Friction exists because most surfaces really look like this under a microscope.

Note the hills, the crests, and the valleys. These are called asperities, or material deformations. They occur on rough surfaces, and even flat surfaces might have minor irregularities on them.

Now imagine trying to rub them against each other. Feel, for a moment, in your mind’s eye the opposition you are likely to encounter as they grind against each other.

That grinding is the most common origin for friction, both static (when your object is still and you’re trying to get it to move) and kinetic (when your object is already moving, and you need to keep it moving).

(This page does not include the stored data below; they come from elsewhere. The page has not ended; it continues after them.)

//! Storage error types.

use std::path::PathBuf;
use thiserror::Error;

/// Storage operation error.
#[derive(Debug, Error)]
pub enum StoreError {
    /// Database directory could not be created.
    #[error("failed to create database directory {path}")]
    CreateDirectory {
        path: PathBuf,
        #[source]
        source: std::io::Error,
    },

    /// Database file could not be opened or configured.
    #[error("failed to open database {path}")]
    Open {
        path: PathBuf,
        #[source]
        source: rusqlite::Error,
    },

    /// Schema creation failed.
    #[error("failed to apply database schema")]
    Schema {
        #[source]
        source: rusqlite::Error,
    },

    /// A single insert failed (constraint violation, I/O error, ...).
    #[error("failed to insert into {table}")]
    Insert {
        table: String,
        #[source]
        source: rusqlite::Error,
    },

    /// Insert refused by a store layered over another one, such as a
    /// wrapper enforcing its own limits or a test double. The built-in
    /// adapters never return it.
    #[error("insert into {table} rejected: {reason}")]
    Rejected { table: String, reason: String },

    /// Begin or commit failed.
    #[error("failed to {operation} transaction")]
    Transaction {
        operation: &'static str,
        #[source]
        source: rusqlite::Error,
    },

    /// Read query failed.
    #[error("failed to query {table}")]
    Query {
        table: String,
        #[source]
        source: rusqlite::Error,
    },

    /// Table is not one this store manages.
    #[error("unknown table '{0}'")]
    UnknownTable(String),

    /// Column name is not a plain identifier.
    #[error("invalid column name '{0}'")]
    InvalidColumn(String),
}

/// Result type alias for storage operations.
pub type Result<T> = std::result::Result<T, StoreError>;

#[cfg(test)]
mod tests {
    use super::*;

    #[test]
    fn rejected_names_table_and_reason() {
        let err = StoreError::Rejected {
            table: "appeals".into(),
            reason: "batch limit reached".into(),
        };
        assert_eq!(
            err.to_string(),
            "insert into appeals rejected: batch limit reached"
        );
    }
}
use serde::{Deserialize, Serialize};

/// Counts reported by one import call.
#[derive(Debug, Clone, Copy, Default, PartialEq, Eq, Serialize, Deserialize)]
pub struct ImportResult {
    /// Rows committed to storage.
    pub inserted: usize,
    /// Rows rejected because a required field was missing.
    pub skipped: usize,
}

impl ImportResult {
    pub fn total(&self) -> usize {
        self.inserted + self.skipped
    }
}
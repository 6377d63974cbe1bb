//! Settings file loading.
//!
//! Settings come from `intake.toml` in the working directory (or the file
//! given with `--config`). A missing default file means defaults; a missing
//! explicit file is an error.

use std::fs;
use std::path::{Path, PathBuf};

use anyhow::{Context, Result, bail};
use intake_import::DEFAULT_MAX_UPLOAD_BYTES;
use intake_ingest::IngestOptions;
use serde::{Deserialize, Serialize};
use tracing::{debug, info};

/// Settings file looked up in the working directory.
pub const CONFIG_FILENAME: &str = "intake.toml";

/// Environment variable overriding `database_path`.
pub const DB_PATH_ENV_VAR: &str = "INTAKE_DB_PATH";

#[derive(Debug, Clone, PartialEq, Eq, Serialize, Deserialize)]
#[serde(default)]
pub struct Settings {
    /// SQLite database file. Its directory is created on first use.
    pub database_path: PathBuf,
    /// Largest accepted upload in bytes.
    pub max_upload_bytes: usize,
    /// Parsing and mapping options.
    pub import: IngestOptions,
}

impl Default for Settings {
    fn default() -> Self {
        Self {
            database_path: PathBuf::from("data").join("app.db"),
            max_upload_bytes: DEFAULT_MAX_UPLOAD_BYTES,
            import: IngestOptions::default(),
        }
    }
}

impl Settings {
    /// Parses and validates settings from TOML text.
    pub fn from_toml_str(content: &str) -> Result<Self> {
        let settings: Self = toml::from_str(content)?;
        settings.validate()?;
        Ok(settings)
    }

    /// Replaces the database path when an override is given.
    #[must_use]
    pub fn with_database_override(mut self, path: Option<PathBuf>) -> Self {
        if let Some(path) = path {
            self.database_path = path;
        }
        self
    }

    fn validate(&self) -> Result<()> {
        if self.import.delimiter_bytes().is_empty() {
            bail!("import.delimiters must contain at least one ASCII character");
        }
        if self.import.max_rows == 0 {
            bail!("import.max_rows must be greater than zero");
        }
        if self.max_upload_bytes == 0 {
            bail!("max_upload_bytes must be greater than zero");
        }
        Ok(())
    }
}

/// Loads settings from `explicit`, or from [`CONFIG_FILENAME`] when absent.
pub fn load_settings(explicit: Option<&Path>) -> Result<Settings> {
    let path = explicit.map_or_else(|| PathBuf::from(CONFIG_FILENAME), Path::to_path_buf);

    match fs::read_to_string(&path) {
        Ok(content) => {
            let settings = Settings::from_toml_str(&content)
                .with_context(|| format!("invalid settings file {}", path.display()))?;
            info!(path = %path.display(), "Loaded settings");
            Ok(settings)
        }
        Err(e) if e.kind() == std::io::ErrorKind::NotFound && explicit.is_none() => {
            debug!(path = %path.display(), "No settings file found, using defaults");
            Ok(Settings::default())
        }
        Err(e) => {
            Err(e).with_context(|| format!("failed to read settings file {}", path.display()))
        }
    }
}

It is why the friction that wheels encounter while rolling (called rolling friction) is much lower than other types of friction, and why tires have deep grooves in them. It is also why friction tends to decrease the flatter and more uniform your surface gets.

#### FRICTION FOR FLAT SURFACES

But friction can still exist for perfectly flat surfaces, where asperities of the form above are no longer present.

Perfectly flat surfaces bond to each other—in other words, they try to stick to each other. This is called adhesion, and can be caused by any number of reasons:

• a class of forces where attraction between electric dipoles on the surface of the materials cause them to be attracted. In such cases, the materials are said have been dispersively adhered.
• Chemical bonding, where the atoms of the two materials exchange electrons in some way and become chemically attached to each other. For instance, hydrogen in one material may form tenuous bonds with strongly electronegative elements in the other.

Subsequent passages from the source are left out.